---------- Exercise material

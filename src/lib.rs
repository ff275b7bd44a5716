//! seqkit: lazily evaluated integer sequences with sieve-backed primes and
//! tiered memoization.
//!
//! ## Layout
//!
//! ```text
//!   Sequence<E> ──────────────┬── recurrence::*   (BigInt, SequenceCache)
//!     get / cursor / sub_list ├── PrimeSequence   (PrimeSieve)
//!                             └── PolygonalNumber (closed form)
//!
//!   SequenceCache<E>: InMemorySequenceCache (permanent + dynamic tier)
//!                     NullSequenceCache     (stores nothing)
//!
//!   PrimeSieve: AtkinSieve, EratosthenesSieve (growable, shared())
//! ```
//!
//! ```
//! use seqkit::prelude::*;
//!
//! let fib = FibonacciNumber::new();
//! assert_eq!(fib.get(100).unwrap().to_string(), "354224848179261915075");
//!
//! let primes = PrimeSequence::new();
//! let first: Vec<usize> = primes.cursor().take(5).collect();
//! assert_eq!(first, vec![2, 3, 5, 7, 11]);
//! ```

pub mod builder;
pub mod cache;
pub mod cursor;
pub mod ds;
pub mod error;
pub mod figurate;
pub mod list;
pub mod prime;
pub mod recurrence;
pub mod sieve;

#[cfg(feature = "metrics")]
pub mod metrics;

pub mod prelude;
pub mod traits;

--------------------

_Exercise brief_
Once the records are read, print each of them exactly as written.

_Completed task_
filename src/lib.rs
repository ff275b7bd44a5716
//! seqkit: lazily evaluated integer sequences with sieve-backed primes and
//! tiered memoization.
//!
//! ## Layout
//!
//! ```text
//!   Sequence<E> ──────────────┬── recurrence::*   (BigInt, SequenceCache)
//!     get / cursor / sub_list ├── PrimeSequence   (PrimeSieve)
//!                             └── PolygonalNumber (closed form)
//!
//!   SequenceCache<E>: InMemorySequenceCache (permanent + dynamic tier)
//!                     NullSequenceCache     (stores nothing)
//!
//!   PrimeSieve: AtkinSieve, EratosthenesSieve (growable, shared())
//! ```
//!
//! ```
//! use seqkit::prelude::*;
//!
//! let fib = FibonacciNumber::new();
//! assert_eq!(fib.get(100).unwrap().to_string(), "354224848179261915075");
//!
//! let primes = PrimeSequence::new();
//! let first: Vec<usize> = primes.cursor().take(5).collect();
//! assert_eq!(first, vec![2, 3, 5, 7, 11]);
//! ```

pub mod builder;
pub mod cache;
pub mod cursor;
pub mod ds;
pub mod error;
pub mod figurate;
pub mod list;
pub mod prime;
pub mod recurrence;
pub mod sieve;

#[cfg(feature = "metrics")]
pub mod metrics;

pub mod prelude;
pub mod traits;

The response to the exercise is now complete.